• **Directions**
Please copy every line from the records below that contains the string "bool".

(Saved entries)
● ● ●

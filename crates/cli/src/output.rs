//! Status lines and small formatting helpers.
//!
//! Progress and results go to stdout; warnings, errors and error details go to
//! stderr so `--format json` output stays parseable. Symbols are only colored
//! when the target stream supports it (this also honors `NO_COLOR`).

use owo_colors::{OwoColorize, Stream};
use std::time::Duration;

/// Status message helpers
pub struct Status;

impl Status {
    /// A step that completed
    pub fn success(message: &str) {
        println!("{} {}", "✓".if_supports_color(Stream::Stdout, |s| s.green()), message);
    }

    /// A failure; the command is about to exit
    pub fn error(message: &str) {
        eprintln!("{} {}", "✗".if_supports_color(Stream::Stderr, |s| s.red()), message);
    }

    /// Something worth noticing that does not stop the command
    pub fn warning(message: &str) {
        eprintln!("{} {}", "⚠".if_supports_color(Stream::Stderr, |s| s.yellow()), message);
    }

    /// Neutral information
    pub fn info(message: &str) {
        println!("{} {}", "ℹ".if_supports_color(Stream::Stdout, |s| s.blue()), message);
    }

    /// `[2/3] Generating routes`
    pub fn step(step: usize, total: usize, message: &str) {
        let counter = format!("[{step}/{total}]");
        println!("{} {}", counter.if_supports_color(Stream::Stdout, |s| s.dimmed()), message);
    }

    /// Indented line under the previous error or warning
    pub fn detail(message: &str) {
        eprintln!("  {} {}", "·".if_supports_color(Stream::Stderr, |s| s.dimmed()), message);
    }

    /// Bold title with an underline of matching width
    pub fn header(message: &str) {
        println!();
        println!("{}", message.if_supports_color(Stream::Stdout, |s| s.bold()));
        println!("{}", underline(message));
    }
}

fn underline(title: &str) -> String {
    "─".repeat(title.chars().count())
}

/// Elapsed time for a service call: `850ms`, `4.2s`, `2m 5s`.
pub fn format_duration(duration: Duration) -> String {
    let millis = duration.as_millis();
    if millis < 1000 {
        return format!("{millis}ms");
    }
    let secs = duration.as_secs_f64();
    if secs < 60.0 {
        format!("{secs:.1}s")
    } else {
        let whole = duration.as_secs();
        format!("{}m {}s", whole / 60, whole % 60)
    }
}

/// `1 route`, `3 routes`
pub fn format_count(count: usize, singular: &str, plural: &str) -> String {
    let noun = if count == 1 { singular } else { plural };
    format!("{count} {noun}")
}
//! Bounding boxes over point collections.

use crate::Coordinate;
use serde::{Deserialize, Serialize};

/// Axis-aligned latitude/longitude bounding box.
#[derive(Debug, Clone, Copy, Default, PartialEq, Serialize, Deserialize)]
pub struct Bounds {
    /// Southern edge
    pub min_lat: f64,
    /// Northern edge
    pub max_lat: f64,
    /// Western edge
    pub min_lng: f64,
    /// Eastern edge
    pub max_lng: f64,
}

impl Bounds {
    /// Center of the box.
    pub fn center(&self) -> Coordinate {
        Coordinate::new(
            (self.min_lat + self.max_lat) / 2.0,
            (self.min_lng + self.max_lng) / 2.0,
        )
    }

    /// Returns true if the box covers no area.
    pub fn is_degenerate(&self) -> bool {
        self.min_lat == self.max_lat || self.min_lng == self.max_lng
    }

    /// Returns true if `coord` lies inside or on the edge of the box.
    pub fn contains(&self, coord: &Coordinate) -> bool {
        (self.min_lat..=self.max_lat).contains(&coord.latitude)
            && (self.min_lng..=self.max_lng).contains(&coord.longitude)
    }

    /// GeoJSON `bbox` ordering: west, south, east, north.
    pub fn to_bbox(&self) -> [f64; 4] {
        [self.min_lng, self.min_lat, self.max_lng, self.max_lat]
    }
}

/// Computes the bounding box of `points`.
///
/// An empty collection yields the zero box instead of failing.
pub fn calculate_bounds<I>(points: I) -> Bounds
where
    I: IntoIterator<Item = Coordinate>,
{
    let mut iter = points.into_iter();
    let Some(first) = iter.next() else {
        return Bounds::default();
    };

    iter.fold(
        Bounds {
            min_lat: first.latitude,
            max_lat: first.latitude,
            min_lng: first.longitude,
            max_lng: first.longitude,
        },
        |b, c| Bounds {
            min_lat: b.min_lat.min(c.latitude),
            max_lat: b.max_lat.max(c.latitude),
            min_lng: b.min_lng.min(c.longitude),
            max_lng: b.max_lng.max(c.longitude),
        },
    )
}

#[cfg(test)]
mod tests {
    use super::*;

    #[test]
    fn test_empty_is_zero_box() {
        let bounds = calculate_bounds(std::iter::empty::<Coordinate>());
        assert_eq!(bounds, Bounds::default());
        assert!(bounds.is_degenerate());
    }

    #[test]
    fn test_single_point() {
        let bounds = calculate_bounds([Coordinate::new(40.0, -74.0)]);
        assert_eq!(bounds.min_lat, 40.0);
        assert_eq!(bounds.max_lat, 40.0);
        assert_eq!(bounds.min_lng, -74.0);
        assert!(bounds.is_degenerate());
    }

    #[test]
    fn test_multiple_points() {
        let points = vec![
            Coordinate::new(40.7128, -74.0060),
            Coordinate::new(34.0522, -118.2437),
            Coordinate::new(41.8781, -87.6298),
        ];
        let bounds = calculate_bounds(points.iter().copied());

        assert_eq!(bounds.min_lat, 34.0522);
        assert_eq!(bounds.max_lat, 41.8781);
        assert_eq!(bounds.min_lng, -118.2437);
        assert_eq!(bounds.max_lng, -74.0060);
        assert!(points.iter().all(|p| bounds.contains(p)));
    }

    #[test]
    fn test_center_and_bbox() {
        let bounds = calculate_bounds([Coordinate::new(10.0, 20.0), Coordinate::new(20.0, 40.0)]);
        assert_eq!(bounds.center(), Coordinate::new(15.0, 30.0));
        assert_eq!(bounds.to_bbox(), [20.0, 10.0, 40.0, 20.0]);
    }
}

● ● ●

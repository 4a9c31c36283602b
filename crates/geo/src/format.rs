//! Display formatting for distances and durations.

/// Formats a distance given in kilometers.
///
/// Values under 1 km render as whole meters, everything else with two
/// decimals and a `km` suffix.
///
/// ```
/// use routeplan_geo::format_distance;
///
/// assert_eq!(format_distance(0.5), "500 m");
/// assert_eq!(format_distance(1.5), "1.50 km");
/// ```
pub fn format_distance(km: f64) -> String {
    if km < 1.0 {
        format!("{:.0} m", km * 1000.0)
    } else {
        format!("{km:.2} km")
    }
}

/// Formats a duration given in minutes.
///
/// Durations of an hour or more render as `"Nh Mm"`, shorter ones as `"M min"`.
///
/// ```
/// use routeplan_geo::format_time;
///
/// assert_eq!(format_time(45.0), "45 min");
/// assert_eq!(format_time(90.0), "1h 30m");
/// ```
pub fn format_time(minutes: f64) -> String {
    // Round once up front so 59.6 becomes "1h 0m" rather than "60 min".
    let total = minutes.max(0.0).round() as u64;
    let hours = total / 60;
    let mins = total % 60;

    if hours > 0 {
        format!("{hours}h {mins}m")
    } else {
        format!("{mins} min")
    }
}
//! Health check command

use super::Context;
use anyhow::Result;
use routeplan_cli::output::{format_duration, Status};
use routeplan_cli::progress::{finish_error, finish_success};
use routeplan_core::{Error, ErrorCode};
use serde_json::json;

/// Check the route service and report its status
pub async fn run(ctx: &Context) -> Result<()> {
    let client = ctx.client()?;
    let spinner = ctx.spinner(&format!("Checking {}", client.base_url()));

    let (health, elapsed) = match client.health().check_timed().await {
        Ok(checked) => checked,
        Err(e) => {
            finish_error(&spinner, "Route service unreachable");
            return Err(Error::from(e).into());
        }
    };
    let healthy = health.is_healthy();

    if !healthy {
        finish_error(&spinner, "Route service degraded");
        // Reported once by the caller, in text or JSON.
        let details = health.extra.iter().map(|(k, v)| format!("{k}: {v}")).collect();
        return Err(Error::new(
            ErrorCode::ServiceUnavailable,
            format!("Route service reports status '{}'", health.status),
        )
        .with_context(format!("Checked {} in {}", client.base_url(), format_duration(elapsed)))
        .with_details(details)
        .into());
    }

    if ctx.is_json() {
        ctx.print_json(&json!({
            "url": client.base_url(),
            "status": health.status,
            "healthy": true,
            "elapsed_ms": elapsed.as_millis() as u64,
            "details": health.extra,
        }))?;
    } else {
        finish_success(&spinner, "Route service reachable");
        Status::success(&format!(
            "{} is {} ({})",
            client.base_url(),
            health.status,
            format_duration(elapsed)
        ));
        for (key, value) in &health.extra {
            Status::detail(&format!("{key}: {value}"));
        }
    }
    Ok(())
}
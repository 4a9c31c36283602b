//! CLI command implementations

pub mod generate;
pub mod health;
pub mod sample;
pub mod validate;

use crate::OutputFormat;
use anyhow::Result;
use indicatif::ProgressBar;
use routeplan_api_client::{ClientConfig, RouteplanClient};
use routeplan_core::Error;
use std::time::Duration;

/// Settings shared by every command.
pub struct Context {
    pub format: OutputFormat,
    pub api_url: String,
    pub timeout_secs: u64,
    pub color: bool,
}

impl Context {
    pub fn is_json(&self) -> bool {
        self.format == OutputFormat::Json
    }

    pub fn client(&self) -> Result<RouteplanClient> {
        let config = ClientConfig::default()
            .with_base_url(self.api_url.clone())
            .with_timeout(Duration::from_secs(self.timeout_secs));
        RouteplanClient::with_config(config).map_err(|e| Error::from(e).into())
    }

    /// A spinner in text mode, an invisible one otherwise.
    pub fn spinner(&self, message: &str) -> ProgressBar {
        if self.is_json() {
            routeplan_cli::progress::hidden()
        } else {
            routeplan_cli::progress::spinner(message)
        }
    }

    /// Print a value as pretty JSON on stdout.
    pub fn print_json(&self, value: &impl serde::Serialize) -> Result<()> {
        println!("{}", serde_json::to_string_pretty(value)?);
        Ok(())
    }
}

● ● ●

• **Task response**
    pub fn is_degenerate(&self) -> bool {
    pub fn contains(&self, coord: &Coordinate) -> bool {
    pub color: bool,
    pub fn is_json(&self) -> bool {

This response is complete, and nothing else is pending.